LI Shu1, ZHANG Gen-bao1,2, HONG Yun3, LU Xiao-hua4   

  1. 1Department of Pathophysiology,
    2Institute of Snake Venom,
    3Department of Ultrasonography, Yijishan Hospital,
    4Experimental Center for Functional Subjects,Wannan Medical University,Wuhu 241002,Anhui,China
  • Received:2011-10-26 Revised:2012-01-11 Online:2012-02-26 Published:2012-03-12

Abstract: AIM: To explore the effect of protein C activator(PCA) from Wannan Agkistrodon halyx pallas venom on heart function in rats with acute myocardial infarction and its mechanism.METHODS: Sixty SD rats were randomly divided into sham operation (SH)group, myocardial infarct(MI)group, low dose, medium dose and high dose of PCA groups (0.5,2,8 mg/kg) and aspirin group (5 mg/kg), and ten in each group. Through ligating of the anterior descending coronary artery to establish AMI,the cardiac muscle samples were obtained 12 hours after AMI. Medlab bio-signal processing system monitored hemodynamic changes in rat heart. The expression of myocardial MMP-9 was detected by Western blot.Myocardial cell and interstitial tissue were observed by microscope.RESULTS: Compared with myocardial infarct group rats, high dose and medium dose PCA significantly increased LVDP, LVEDP, significantly increased +dp/dtmax and -dp/dtmax and reduced levels of MMP-9 protein expression (P <0.05).

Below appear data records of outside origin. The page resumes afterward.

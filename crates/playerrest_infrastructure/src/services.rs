use std::sync::Arc;

use axum::extract::FromRef;

use playerrest_interface::players::service::PlayersServiceHandle;
use playerrest_interface::players::store::PlayerStoreHandle;

pub mod players_service;

use players_service::CatalogPlayersService;

#[derive(FromRef, Clone)]
pub struct ServiceRegistry {
    pub players_service: PlayersServiceHandle,
}

impl ServiceRegistry {
    pub fn new(store: PlayerStoreHandle) -> Self {
        let players_service = Arc::new(CatalogPlayersService::new(store));

        Self { players_service }
    }
}
pub mod endpoints;
pub mod logger;
pub mod router;
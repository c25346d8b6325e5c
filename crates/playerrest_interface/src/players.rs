pub mod model;
pub mod service;
pub mod store;
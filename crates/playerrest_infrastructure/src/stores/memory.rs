use std::collections::BTreeMap;
use std::sync::{Arc, RwLock, RwLockReadGuard, RwLockWriteGuard};

use async_trait::async_trait;

use playerrest_interface::errors::{AppError, Result};
use playerrest_interface::players::model::{Player, PlayerDraft};
use playerrest_interface::players::store::PlayerStore;

/// Process-local store. A single lock serializes all access, which is the
/// consistency guarantee the catalog service relies on.
#[derive(Default, Clone)]
pub struct InMemoryPlayerStore {
    inner: Arc<RwLock<StoreInner>>,
}

#[derive(Default)]
struct StoreInner {
    players: BTreeMap<u64, Player>,
    last_id: u64,
}

impl InMemoryPlayerStore {
    pub fn new() -> Self {
        Self::default()
    }

    fn read(&self) -> Result<RwLockReadGuard<'_, StoreInner>> {
        self.inner
            .read()
            .map_err(|e| AppError::StoreError { msg: e.to_string() })
    }

    fn write(&self) -> Result<RwLockWriteGuard<'_, StoreInner>> {
        self.inner
            .write()
            .map_err(|e| AppError::StoreError { msg: e.to_string() })
    }
}

#[async_trait]
impl PlayerStore for InMemoryPlayerStore {
    async fn insert(&self, draft: PlayerDraft) -> Result<Player> {
        let mut inner = self.write()?;

        inner.last_id += 1;
        let player = draft.into_player(inner.last_id);
        inner.players.insert(player.id, player.clone());

        Ok(player)
    }

    async fn find_by_id(&self, id: u64) -> Result<Option<Player>> {
        Ok(self.read()?.players.get(&id).cloned())
    }

    async fn exists(&self, id: u64) -> Result<bool> {
        Ok(self.read()?.players.contains_key(&id))
    }

    async fn find_all(&self) -> Result<Vec<Player>> {
        Ok(self.read()?.players.values().cloned().collect())
    }

    async fn save(&self, player: &Player) -> Result<Player> {
        let mut inner = self.write()?;

        if !inner.players.contains_key(&player.id) {
            return Err(AppError::StoreError {
                msg: format!("cannot save player {}: not inserted", player.id),
            });
        }
        inner.players.insert(player.id, player.clone());

        Ok(player.clone())
    }

    async fn delete_by_id(&self, id: u64) -> Result<()> {
        self.write()?.players.remove(&id);
        Ok(())
    }
}
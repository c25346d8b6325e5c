use std::fmt;

use axum::http::StatusCode;
use axum::response::{IntoResponse, Response};

#[derive(Debug)]
pub enum AppError {
    InvalidArgument { msg: String },
    NotFound { msg: String },
    StoreError { msg: String },
}

pub type Result<T> = std::result::Result<T, AppError>;

impl std::error::Error for AppError {}

impl fmt::Display for AppError {
    fn fmt(&self, f: &mut fmt::Formatter) -> fmt::Result {
        match self {
            AppError::InvalidArgument { msg } => write!(f, "Invalid Argument: '{}'", msg),
            AppError::NotFound { msg } => write!(f, "Not Found: '{}'", msg),
            AppError::StoreError { msg } => write!(f, "Store Error: '{}'", msg),
        }
    }
}

impl IntoResponse for AppError {
    fn into_response(self) -> Response {
        let status = match &self {
            AppError::InvalidArgument { .. } => StatusCode::BAD_REQUEST,
            AppError::NotFound { .. } => StatusCode::NOT_FOUND,
            AppError::StoreError { .. } => StatusCode::INTERNAL_SERVER_ERROR,
        };

        (status, self.to_string()).into_response()
    }
}
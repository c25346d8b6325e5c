pub mod memory;

pub use memory::InMemoryPlayerStore;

Cardiac histological detection showed that PCA significantly reduced in infiltration of inflammatory cells and infarct size compared with AMI group.CONCLUSION: Agkistrodon halyx pallas venom PCA can limit the expansion of early myocardial infarction, improve cardiac hemodynamics, inhibit expression of MMP-9, so it would have a certain intervention effect on ventricular remodeling after acute myocardial infarction.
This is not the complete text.